**Dataset entries**
= = =

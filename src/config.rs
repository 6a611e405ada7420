//! # Configuration Module
//!
//! Typed configuration for the bot, the Wikipedia provider, the session store
//! and the renderer. Every struct has sensible defaults; `BotConfig::from_env`
//! applies environment overrides on top of them.

use anyhow::{Context, Result};
use std::env;
use std::path::PathBuf;
use std::str::FromStr;

pub const DEFAULT_USER_AGENT: &str = "wikichat/0.1 (Telegram Wikipedia reader)";
pub const DEFAULT_TRANSLATE_ENDPOINT: &str = "https://translate.googleapis.com/translate_a/single";
pub const DEFAULT_SEARCH_LIMIT: u32 = 10;
/// Telegram accepts 4096 characters per message; keep headroom for entities.
pub const MAX_MESSAGE_CHARS: usize = 4000;

/// Recovery configuration for provider calls
#[derive(Debug, Clone)]
pub struct RecoveryConfig {
    /// Maximum number of retry attempts
    pub max_retries: u32,
    /// Base delay between retries in milliseconds
    pub base_retry_delay_ms: u64,
    /// Maximum delay between retries in milliseconds
    pub max_retry_delay_ms: u64,
    /// Timeout for a whole provider operation in seconds
    pub operation_timeout_secs: u64,
    /// Circuit breaker failure threshold
    pub circuit_breaker_threshold: u32,
    /// Circuit breaker reset timeout in seconds
    pub circuit_breaker_reset_secs: u64,
}

impl Default for RecoveryConfig {
    fn default() -> Self {
        Self {
            max_retries: 2,
            base_retry_delay_ms: 500,
            max_retry_delay_ms: 5000,
            operation_timeout_secs: 60,
            circuit_breaker_threshold: 5,
            circuit_breaker_reset_secs: 60,
        }
    }
}

/// Wikipedia and translation client settings
#[derive(Debug, Clone)]
pub struct ProviderConfig {
    pub user_agent: String,
    /// Number of titles returned per search
    pub search_limit: u32,
    pub translate_endpoint: String,
    /// Per-request HTTP timeout in seconds
    pub request_timeout_secs: u64,
    /// Maximum characters sent to the translator in one request
    pub translate_chunk_chars: usize,
    /// Chunks translated in parallel
    pub translate_concurrency: usize,
    /// Where exported documents are written; system temp dir when `None`
    pub document_dir: Option<PathBuf>,
    pub recovery: RecoveryConfig,
}

impl Default for ProviderConfig {
    fn default() -> Self {
        Self {
            user_agent: DEFAULT_USER_AGENT.to_string(),
            search_limit: DEFAULT_SEARCH_LIMIT,
            translate_endpoint: DEFAULT_TRANSLATE_ENDPOINT.to_string(),
            request_timeout_secs: 15,
            translate_chunk_chars: 800,
            translate_concurrency: 8,
            document_dir: None,
            recovery: RecoveryConfig::default(),
        }
    }
}

/// Session store housekeeping
#[derive(Debug, Clone)]
pub struct SessionConfig {
    /// Sessions idle longer than this are evicted
    pub idle_ttl_minutes: i64,
    /// How often the sweeper runs
    pub sweep_interval_secs: u64,
}

impl Default for SessionConfig {
    fn default() -> Self {
        Self {
            idle_ttl_minutes: 24 * 60,
            sweep_interval_secs: 15 * 60,
        }
    }
}

/// Limits applied by the screen renderer
#[derive(Debug, Clone)]
pub struct RenderConfig {
    /// Transport payload limit in characters
    pub max_message_chars: usize,
    /// Summary length on the article screen
    pub summary_chars: usize,
    /// Button label length
    pub button_label_chars: usize,
}

impl Default for RenderConfig {
    fn default() -> Self {
        Self {
            max_message_chars: MAX_MESSAGE_CHARS,
            summary_chars: 1000,
            button_label_chars: 40,
        }
    }
}

/// Complete bot configuration
#[derive(Debug, Clone)]
pub struct BotConfig {
    pub telegram_token: String,
    pub provider: ProviderConfig,
    pub session: SessionConfig,
    pub render: RenderConfig,
}

impl BotConfig {
    /// Build the configuration from environment variables.
    ///
    /// `TELEGRAM_BOT_TOKEN` is required, every other variable is optional.
    pub fn from_env() -> Result<Self> {
        let telegram_token =
            env::var("TELEGRAM_BOT_TOKEN").context("TELEGRAM_BOT_TOKEN must be set")?;

        let mut provider = ProviderConfig::default();
        if let Ok(agent) = env::var("WIKI_USER_AGENT") {
            provider.user_agent = agent;
        }
        if let Ok(endpoint) = env::var("TRANSLATE_ENDPOINT") {
            provider.translate_endpoint = endpoint;
        }
        override_from_env("WIKI_SEARCH_LIMIT", &mut provider.search_limit)?;
        override_from_env("PROVIDER_TIMEOUT_SECS", &mut provider.request_timeout_secs)?;
        override_from_env("PROVIDER_MAX_RETRIES", &mut provider.recovery.max_retries)?;
        if let Ok(dir) = env::var("DOCUMENT_DIR") {
            provider.document_dir = Some(PathBuf::from(dir));
        }

        let mut session = SessionConfig::default();
        override_from_env("SESSION_IDLE_MINUTES", &mut session.idle_ttl_minutes)?;
        override_from_env("SESSION_SWEEP_SECS", &mut session.sweep_interval_secs)?;

        let mut render = RenderConfig::default();
        override_from_env("MAX_MESSAGE_CHARS", &mut render.max_message_chars)?;

        Ok(Self {
            telegram_token,
            provider,
            session,
            render,
        })
    }
}

fn override_from_env<T>(key: &str, target: &mut T) -> Result<()>
where
    T: FromStr,
    T::Err: std::error::Error + Send + Sync + 'static,
{
    if let Ok(raw) = env::var(key) {
        *target = raw
            .trim()
            .parse()
            .with_context(|| format!("{key} has an invalid value: {raw}"))?;
    }
    Ok(())
}

#[cfg(test)]
mod tests {
    use super::*;

    #[test]
    fn test_defaults_reasonable() {
        let provider = ProviderConfig::default();
        assert!(provider.search_limit > 0);
        assert!(provider.translate_chunk_chars >= 200);
        assert!(provider.recovery.max_retries <= 10);
        assert!(provider.recovery.base_retry_delay_ms <= provider.recovery.max_retry_delay_ms);

        let render = RenderConfig::default();
        assert!(render.max_message_chars <= 4096);
        assert!(render.summary_chars < render.max_message_chars);
    }

    #[test]
    fn test_override_from_env_parses_value() {
        std::env::set_var("WIKICHAT_TEST_LIMIT", " 25 ");
        let mut limit: u32 = 10;
        override_from_env("WIKICHAT_TEST_LIMIT", &mut limit).unwrap();
        assert_eq!(limit, 25);

        std::env::set_var("WIKICHAT_TEST_LIMIT", "many");
        assert!(override_from_env("WIKICHAT_TEST_LIMIT", &mut limit).is_err());
        assert_eq!(limit, 25);
        std::env::remove_var("WIKICHAT_TEST_LIMIT");
    }
}
//! Shared test tooling: a scripted content provider and a harness driving the
//! router for one conversation.

#![allow(dead_code)]

use async_trait::async_trait;
use std::collections::HashMap;
use std::sync::atomic::{AtomicBool, AtomicUsize, Ordering};
use std::sync::{Arc, Mutex};

use wikichat::bot::{Event, NoProgress, Outcome, ProgressSink, Route, Router, Screen};
use wikichat::config::RenderConfig;
use wikichat::dialogue::Session;
use wikichat::session_store::{ConversationId, SessionStore};
use wikichat::wiki::document::write_document;
use wikichat::wiki::{Article, ContentProvider, GeneratedDocument, ProviderError};

pub const TURING_BODY: &str = "Alan Mathison Turing was an English mathematician.\n\n\
== Early life ==\nTuring was born in Maida Vale, London.\n\n\
== Career ==\nHe worked at Bletchley Park.\n\n\
=== Codebreaking ===\nHe helped break Enigma.\n";

/// Content provider answering from fixed tables and counting calls
#[derive(Default)]
pub struct FakeProvider {
    results: Mutex<HashMap<(String, String), Vec<String>>>,
    articles: Mutex<HashMap<(String, String), Article>>,
    pub fail_search: AtomicBool,
    pub fail_translation: AtomicBool,
    pub search_calls: AtomicUsize,
    pub fetch_calls: AtomicUsize,
    pub translate_calls: AtomicUsize,
    pub document_calls: AtomicUsize,
}

impl FakeProvider {
    /// Provider knowing the "Turing" search in English and its French edition
    pub fn with_turing() -> Self {
        let provider = Self::default();
        provider.add_results(
            "Turing",
            "en",
            &["Alan Turing", "Turing machine", "Turing test"],
        );
        provider.add_article(
            Article::new(
                "Alan Turing",
                "en",
                "Alan Mathison Turing was an English mathematician.",
                TURING_BODY,
                "https://en.wikipedia.org/wiki/Alan_Turing",
            )
            .with_languages([("fr", "Alan Turing"), ("de", "Alan Turing"), ("xx", "Xx")]),
        );
        provider.add_article(
            Article::new(
                "Alan Turing",
                "fr",
                "Alan Turing est un mathématicien britannique.",
                "Alan Turing est un mathématicien.\n\n== Biographie ==\nNé à Londres.\n",
                "https://fr.wikipedia.org/wiki/Alan_Turing",
            )
            .with_languages([("en", "Alan Turing")]),
        );
        provider.add_article(Article::new(
            "Turing machine",
            "en",
            "A model of computation.",
            "A Turing machine is a model of computation.",
            "https://en.wikipedia.org/wiki/Turing_machine",
        ));
        provider
    }

    pub fn add_results(&self, query: &str, language: &str, titles: &[&str]) {
        self.results.lock().unwrap().insert(
            (query.to_string(), language.to_string()),
            titles.iter().map(|t| t.to_string()).collect(),
        );
    }

    pub fn add_article(&self, article: Article) {
        self.articles
            .lock()
            .unwrap()
            .insert((article.title.clone(), article.language.clone()), article);
    }

    pub fn calls(counter: &AtomicUsize) -> usize {
        counter.load(Ordering::SeqCst)
    }

    fn lookup(&self, title: &str, language: &str) -> Result<Article, ProviderError> {
        self.articles
            .lock()
            .unwrap()
            .get(&(title.to_string(), language.to_string()))
            .cloned()
            .ok_or_else(|| ProviderError::NotFound(format!("{title} ({language})")))
    }
}

#[async_trait]
impl ContentProvider for FakeProvider {
    async fn search_articles(
        &self,
        query: &str,
        language: &str,
    ) -> Result<Vec<String>, ProviderError> {
        self.search_calls.fetch_add(1, Ordering::SeqCst);
        if self.fail_search.load(Ordering::SeqCst) {
            return Err(ProviderError::Timeout("search timed out".to_string()));
        }
        Ok(self
            .results
            .lock()
            .unwrap()
            .get(&(query.to_string(), language.to_string()))
            .cloned()
            .unwrap_or_default())
    }

    async fn fetch_article(&self, title: &str, language: &str) -> Result<Article, ProviderError> {
        self.fetch_calls.fetch_add(1, Ordering::SeqCst);
        self.lookup(title, language)
    }

    async fn fetch_article_in_language(
        &self,
        article: &Article,
        target_language: &str,
    ) -> Result<Article, ProviderError> {
        self.fetch_calls.fetch_add(1, Ordering::SeqCst);
        let title = article
            .title_in(target_language)
            .ok_or_else(|| ProviderError::NotFound(target_language.to_string()))?;
        self.lookup(title, target_language)
    }

    async fn translate(
        &self,
        text: &str,
        _source_language: &str,
        target_language: &str,
    ) -> Result<String, ProviderError> {
        self.translate_calls.fetch_add(1, Ordering::SeqCst);
        if self.fail_translation.load(Ordering::SeqCst) {
            return Err(ProviderError::Translation("translation service unavailable".to_string()));
        }
        Ok(format!("[{target_language}] {text}"))
    }

    async fn generate_document(&self, article: &Article) -> Result<GeneratedDocument, ProviderError> {
        self.document_calls.fetch_add(1, Ordering::SeqCst);
        write_document(article, None)
    }
}

/// Interim screens seen during an event
#[derive(Default)]
pub struct RecordingProgress {
    pub screens: Mutex<Vec<String>>,
}

#[async_trait]
impl ProgressSink for RecordingProgress {
    async fn working(&self, screen: &Screen) {
        self.screens.lock().unwrap().push(screen.text.clone());
    }
}

/// One conversation driven through the router
pub struct Harness {
    pub provider: Arc<FakeProvider>,
    pub store: Arc<SessionStore>,
    pub router: Router,
    pub id: ConversationId,
}

impl Harness {
    pub fn new(provider: FakeProvider) -> Self {
        let provider = Arc::new(provider);
        let store = Arc::new(SessionStore::new());
        let router = Router::new(provider.clone(), Arc::clone(&store), RenderConfig::default());
        Self {
            provider,
            store,
            router,
            id: ConversationId(42),
        }
    }

    pub async fn send(&self, event: Event) -> Outcome {
        self.router
            .handle_event(self.id, event, Some("en"), &NoProgress)
            .await
    }

    pub async fn text(&self, text: &str) -> Outcome {
        self.send(Event::from_text(text)).await
    }

    pub async fn press(&self, route: Route) -> Outcome {
        self.send(Event::button(&route)).await
    }

    pub async fn session(&self) -> Session {
        self.store
            .snapshot(self.id)
            .await
            .expect("conversation should exist")
    }

    /// `/start`, English, search "Turing", open the first result
    pub async fn open_turing(&self) -> Outcome {
        self.text("/start").await;
        self.press(Route::PickLanguage("en".to_string())).await;
        self.text("Turing").await;
        self.press(Route::PickResult(0)).await
    }
}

= = =

**What the exercise asks**
All lines above from the one containing "let mut render" to the one containing "fn override_from_env<T>(key: &str, target: &mut" must be repeated exactly, both lines included, and no others.

**Answer for this exercise**
        let mut render = RenderConfig::default();
        override_from_env("MAX_MESSAGE_CHARS", &mut render.max_message_chars)?;

        Ok(Self {
            telegram_token,
            provider,
            session,
            render,
        })
    }
}

fn override_from_env<T>(key: &str, target: &mut T) -> Result<()>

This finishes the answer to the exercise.